Trotz ihres hervorragenden Nachnamens kommt Buffett mit etwa 40.000 Dollar pro Jahr aus, hauptsächlich durch den Verkauf ihrer Gemälde (zu den Sammlern gehören Shirley Temples Tochter Lori Black und Hollywoods Special-Effects-Guru Scott Ross). Es lässt sich nicht leugnen, dass der Name Buffett in der Kunstwelt auf Interesse stößt, wo Nicoles Werke bereits bis zu 8000 Dollar erzielt haben. Eine ihrer Techniken besteht darin, unfertige Werke draußen zu lassen und sie den Elementen auszusetzen. „Ich möchte sehen, was passiert“, sagt sie, während sie über Leinwänden schwebt, die mit farbigen Sonnenflecken übersät sind.

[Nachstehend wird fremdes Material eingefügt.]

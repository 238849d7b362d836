use crate::config::ClientConfig;
use crate::constants::status::*;
use crate::core_error::{FtpError, Result};
use crate::core_listing::{parse_listing, Entry, ParseContext, ServerType};
use crate::core_network::{ControlChannel, ControlStream, DataStream, Direction};
use crate::core_reply::Reply;
use crate::helpers::split_path;
use crate::session::{Session, SessionPhase, TransferType};
use log::{debug, info, warn};
use std::borrow::Cow;
use tokio::io::{AsyncRead, AsyncWrite};

/// An authenticated FTP session and the operations it offers.
///
/// Every operation waits for its final reply before returning. Transfers
/// hand out a [`DataStream`] that must be finished (or dropped) before the
/// client can be used again.
pub struct FtpClient {
    session: Session,
    config: ClientConfig,
    banner: String,
}

impl FtpClient {
    /// Connects over TCP, logs in and detects the server type.
    pub async fn connect(config: ClientConfig) -> Result<Self> {
        config.validate()?;
        let address = config.address();
        let control = ControlChannel::connect(&address, config.timeout()).await?;
        info!("Connected to {}", address);
        Self::start(control, config).await
    }

    /// Same as [`FtpClient::connect`] over a stream opened by the caller,
    /// e.g. a control connection already secured with TLS.
    pub async fn with_stream(stream: Box<dyn ControlStream>, config: ClientConfig) -> Result<Self> {
        config.validate()?;
        let control = ControlChannel::new(stream, config.timeout());
        Self::start(control, config).await
    }

    async fn start(control: ControlChannel, config: ClientConfig) -> Result<Self> {
        let active_address = config.active_ip()?;
        let session = Session::new(control, config.mode, active_address);
        let mut client = Self {
            session,
            config,
            banner: String::new(),
        };
        client.read_banner().await?;
        client.login().await?;
        client.detect_server_type().await?;
        client.session.set_phase(SessionPhase::Idle);
        Ok(client)
    }

    pub fn server_type(&self) -> ServerType {
        self.session.server_type()
    }

    pub fn phase(&self) -> SessionPhase {
        self.session.phase()
    }

    /// Text of the welcome reply.
    pub fn banner(&self) -> &str {
        &self.banner
    }

    pub fn config(&self) -> &ClientConfig {
        &self.config
    }

    async fn read_banner(&mut self) -> Result<()> {
        loop {
            let reply = self.session.read_reply().await?;
            match reply.code {
                READY_MINUTE => debug!("Server not ready yet: {}", reply.message()),
                SERVICE_READY => {
                    self.banner = reply.text();
                    return Ok(());
                }
                _ if reply.is_failure() => return Err(FtpError::from_reply("CONNECT", "", &reply)),
                _ => {
                    return Err(FtpError::Protocol(format!(
                        "unexpected welcome reply: {}",
                        reply
                    )))
                }
            }
        }
    }

    async fn login(&mut self) -> Result<()> {
        let (username, password) = self.config.credentials();
        let mut reply = self.session.execute("USER", &username).await?;
        if reply.code == NEED_PASSWORD {
            reply = self.session.execute("PASS", &password).await?;
        }
        if reply.code == NEED_ACCOUNT {
            match self.config.account.clone() {
                Some(account) => reply = self.session.execute("ACCT", &account).await?,
                None => return Err(authentication_error(&reply)),
            }
        }
        if !reply.is_success() {
            return Err(authentication_error(&reply));
        }

        self.session.set_phase(SessionPhase::Authenticated);
        info!("Logged in as {}", username);
        Ok(())
    }

    /// Asks `SYST`, then falls back to the banner. The listing parser still
    /// corrects the guess on the first listing.
    async fn detect_server_type(&mut self) -> Result<()> {
        let reply = self.session.execute("SYST", "").await?;
        let mut server_type = if reply.code == NAME_SYSTEM {
            ServerType::from_system_reply(&reply.text())
        } else {
            debug!("SYST not usable: {}", reply);
            ServerType::Unknown
        };
        if server_type == ServerType::Unknown {
            server_type = ServerType::from_banner(&self.banner);
        }

        info!("Server type: {:?}", server_type);
        self.session.set_server_type(server_type);
        Ok(())
    }

    /// Lists `path` over a data connection. An empty path lists the current
    /// directory.
    pub async fn list_entries(&mut self, path: &str) -> Result<Vec<Entry>> {
        self.session.set_transfer_type(TransferType::Ascii).await?;
        let mut stream = self
            .session
            .open_transfer(Direction::Download, "LIST", path)
            .await?;
        let raw = stream.read_all().await?;
        stream.finish().await?;

        let text = decode_listing(&raw);
        Ok(self.parse_entries(text.lines()))
    }

    /// Lists `path` inline through `STAT`, without a data connection.
    pub async fn stat_entries(&mut self, path: &str) -> Result<Vec<Entry>> {
        let reply = self.session.execute("STAT", path).await?;
        if !reply.is_success() {
            return Err(FtpError::from_reply("STAT", path, &reply));
        }
        let body = stat_body(&reply);
        Ok(self.parse_entries(body.iter().map(String::as_str)))
    }

    fn parse_entries<'a, I>(&mut self, lines: I) -> Vec<Entry>
    where
        I: IntoIterator<Item = &'a str>,
    {
        let listing = parse_listing(lines, self.session.server_type(), &ParseContext::default());
        if !listing.entries.is_empty() && listing.dialect != self.session.server_type() {
            info!("Listing dialect is {:?}", listing.dialect);
            self.session.set_server_type(listing.dialect);
        }
        listing.entries
    }

    /// Looks up the entry `path` names in its parent directory.
    ///
    /// Tries `STAT` first and falls back to `LIST` when the server refuses
    /// it. A missing entry or parent is `None`, and so is the root.
    pub async fn get_entry(&mut self, path: &str) -> Result<Option<Entry>> {
        let Some((parent, name)) = split_path(path) else {
            return Ok(None);
        };

        let entries = match self.stat_entries(&parent).await {
            Ok(entries) => entries,
            Err(FtpError::NotFound { .. }) => return Ok(None),
            Err(e) if e.reply_code().is_some() => {
                debug!("STAT refused ({}), listing {} instead", e, parent);
                match self.list_entries(&parent).await {
                    Ok(entries) => entries,
                    Err(FtpError::NotFound { .. }) => return Ok(None),
                    Err(e) => return Err(e),
                }
            }
            Err(e) => return Err(e),
        };
        Ok(entries.into_iter().find(|entry| entry.name == name))
    }

    pub async fn exists(&mut self, path: &str) -> Result<bool> {
        Ok(self.get_entry(path).await?.is_some())
    }

    /// Opens `path` for reading in binary mode.
    pub async fn retr(&mut self, path: &str) -> Result<DataStream<'_>> {
        self.session.set_transfer_type(TransferType::Binary).await?;
        self.session
            .open_transfer(Direction::Download, "RETR", path)
            .await
    }

    /// Opens `path` for writing in binary mode.
    pub async fn stor(&mut self, path: &str) -> Result<DataStream<'_>> {
        self.session.set_transfer_type(TransferType::Binary).await?;
        self.session.open_transfer(Direction::Upload, "STOR", path).await
    }

    /// Copies the whole file at `path` into `writer`. Returns the byte count.
    ///
    /// A stalled data connection fails after the configured timeout and
    /// closes the session. A failing `writer` gives [`FtpError::Local`]; the
    /// session stays usable and reads the transfer's final reply before the
    /// next command.
    pub async fn download<W>(&mut self, path: &str, writer: &mut W) -> Result<u64>
    where
        W: AsyncWrite + Unpin + ?Sized,
    {
        let mut stream = self.retr(path).await?;
        let copied = stream.copy_to(writer).await?;
        stream.finish().await?;
        Ok(copied)
    }

    /// Stores everything `reader` yields at `path`. Returns the byte count.
    pub async fn upload<R>(&mut self, path: &str, reader: &mut R) -> Result<u64>
    where
        R: AsyncRead + Unpin + ?Sized,
    {
        let mut stream = self.stor(path).await?;
        let copied = stream.copy_from(reader).await?;
        stream.finish().await?;
        Ok(copied)
    }

    pub async fn dele(&mut self, path: &str) -> Result<bool> {
        self.succeeds("DELE", path).await
    }

    /// `false` when the parent is missing or the directory already exists.
    pub async fn mkd(&mut self, path: &str) -> Result<bool> {
        self.succeeds("MKD", path).await
    }

    pub async fn rmd(&mut self, path: &str) -> Result<bool> {
        self.succeeds("RMD", path).await
    }

    /// Removes a file or a directory, whichever `path` is.
    ///
    /// When the type cannot be determined, `DELE` is tried first and `RMD`
    /// second. Returns `false` if the path does not exist or nothing worked.
    pub async fn delete(&mut self, path: &str) -> Result<bool> {
        match self.get_entry(path).await {
            Ok(Some(entry)) if entry.is_directory() => self.rmd(path).await,
            Ok(Some(_)) => self.dele(path).await,
            Ok(None) => Ok(false),
            Err(e) if !e.is_fatal() => {
                debug!("Could not classify {} ({}), trying DELE then RMD", path, e);
                if self.dele(path).await? {
                    Ok(true)
                } else {
                    self.rmd(path).await
                }
            }
            Err(e) => Err(e),
        }
    }

    /// Renames `from` to `to` with `RNFR`/`RNTO`.
    pub async fn rename(&mut self, from: &str, to: &str) -> Result<bool> {
        let reply = self.session.execute("RNFR", from).await?;
        if reply.code != FILE_ACTION_PENDING {
            debug!("RNFR {} refused: {}", from, reply);
            return Ok(false);
        }
        self.succeeds("RNTO", to).await
    }

    /// Sends any command and returns the raw reply.
    pub async fn send_single_command(&mut self, verb: &str, arg: &str) -> Result<Reply> {
        self.session.execute(verb, arg).await
    }

    pub async fn noop(&mut self) -> Result<()> {
        let reply = self.session.execute("NOOP", "").await?;
        if !reply.is_success() {
            return Err(FtpError::from_reply("NOOP", "", &reply));
        }
        Ok(())
    }

    /// Current working directory, from the quoted path of a 257 reply.
    pub async fn pwd(&mut self) -> Result<String> {
        let reply = self.session.execute("PWD", "").await?;
        if reply.code != PATH_CREATED {
            return Err(FtpError::from_reply("PWD", "", &reply));
        }
        parse_quoted_path(reply.message())
            .ok_or_else(|| FtpError::Protocol(format!("no path in PWD reply: {}", reply)))
    }

    pub async fn cwd(&mut self, path: &str) -> Result<bool> {
        self.succeeds("CWD", path).await
    }

    /// Says goodbye with `QUIT` and closes the session. A server that is
    /// already gone is not an error.
    pub async fn disconnect(&mut self) -> Result<()> {
        if self.session.phase() == SessionPhase::Disconnected {
            return Ok(());
        }
        match self.session.execute("QUIT", "").await {
            Ok(reply) if reply.code == SERVICE_CLOSING => info!("Disconnected: {}", reply.message()),
            Ok(reply) => warn!("Unexpected QUIT reply: {}", reply),
            Err(e) => debug!("QUIT failed: {}", e),
        }
        self.session.set_phase(SessionPhase::Disconnected);
        Ok(())
    }

    async fn succeeds(&mut self, verb: &str, path: &str) -> Result<bool> {
        let reply = self.session.execute(verb, path).await?;
        if !reply.is_success() {
            debug!("{} {} refused: {}", verb, path, reply);
        }
        Ok(reply.is_success())
    }
}

fn authentication_error(reply: &Reply) -> FtpError {
    FtpError::Authentication {
        code: reply.code,
        message: reply.message().to_string(),
    }
}

/// Listings are decoded as UTF-8. Names in another encoding keep their
/// valid parts and get U+FFFD for the rest.
fn decode_listing(raw: &[u8]) -> Cow<'_, str> {
    String::from_utf8_lossy(raw)
}

/// Listing lines of a multi-line `STAT` reply.
///
/// Drops the first and last lines (status text), then strips the repeated
/// `DDD-` prefix and the indentation some servers put on each line.
fn stat_body(reply: &Reply) -> Vec<String> {
    if reply.lines.len() < 3 {
        return Vec::new();
    }
    let prefix = format!("{}-", reply.code);
    reply.lines[1..reply.lines.len() - 1]
        .iter()
        .map(|line| {
            let line = line.strip_prefix(&prefix).unwrap_or(line);
            line.trim_start().to_string()
        })
        .filter(|line| !line.is_empty())
        .collect()
}

/// Extracts `/some "odd" dir` from `"/some ""odd"" dir" is current directory`.
fn parse_quoted_path(message: &str) -> Option<String> {
    let start = message.find('"')? + 1;
    let mut path = String::new();
    let mut chars = message[start..].chars().peekable();
    while let Some(c) = chars.next() {
        if c == '"' {
            if chars.peek() == Some(&'"') {
                path.push('"');
                chars.next();
            } else {
                return Some(path);
            }
        } else {
            path.push(c);
        }
    }
    None
}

Nicole bessert ihr Einkommen durch die Arbeit in einer Boutique in San Francisco auf, kann sich aber weder Kabelfernsehen noch Krankenversicherung leisten. Seit ihrem Zerwürfnis hat Buffett damit begonnen, seinen Enkelkindern zu Weihnachten beträchtliche Schecks zu schicken, obwohl er sie nicht beschenken will. Trotzdem besteht Nicole energisch darauf, dass sie es nicht bereut. „Ich denke, es zeigt, dass er versucht, seine Enkel auf eine persönlichere Weise zu erreichen“, sagt sie, bevor sie innehält. „Und wahrscheinlich belohnt er sie dafür, dass sie sich benehmen.“
In den zwei Jahren, seit sie das letzte Mal miteinander gesprochen haben, wurde Nicole von dem Bild ihres Großvaters verfolgt. „Ich kann nicht den Fernseher einschalten oder die Zeitung lesen, ohne ihn zu sehen“, sagt sie und bezieht sich dabei auf seine Rolle bei der Rettungsaktion für die Wall Street und als Berater von Barack Obama während seiner Präsidentschaftskandidatur. Sie träumt von einer Versöhnung, wie unwahrscheinlich sie auch sein mag. Dennoch sagt sie, dass sie nie aufhören wird, eine Buffett zu sein. „Ich werde immer selbstständig sein“, sagt sie, während sie sich auf ihrer Couch zusammenrollt und ihre Dreadlocks ihren Körper wie eine Bettdecke umhüllen. „Das hat mir mein Großvater beigebracht, und es hat mein Leben geprägt. Leah McGrath Goodman ist Chefredakteurin von Trader Monthly und arbeitet an einem Buch über die Händler, die den globalen Ölmarkt aufgebaut haben, das 2010 erscheinen soll.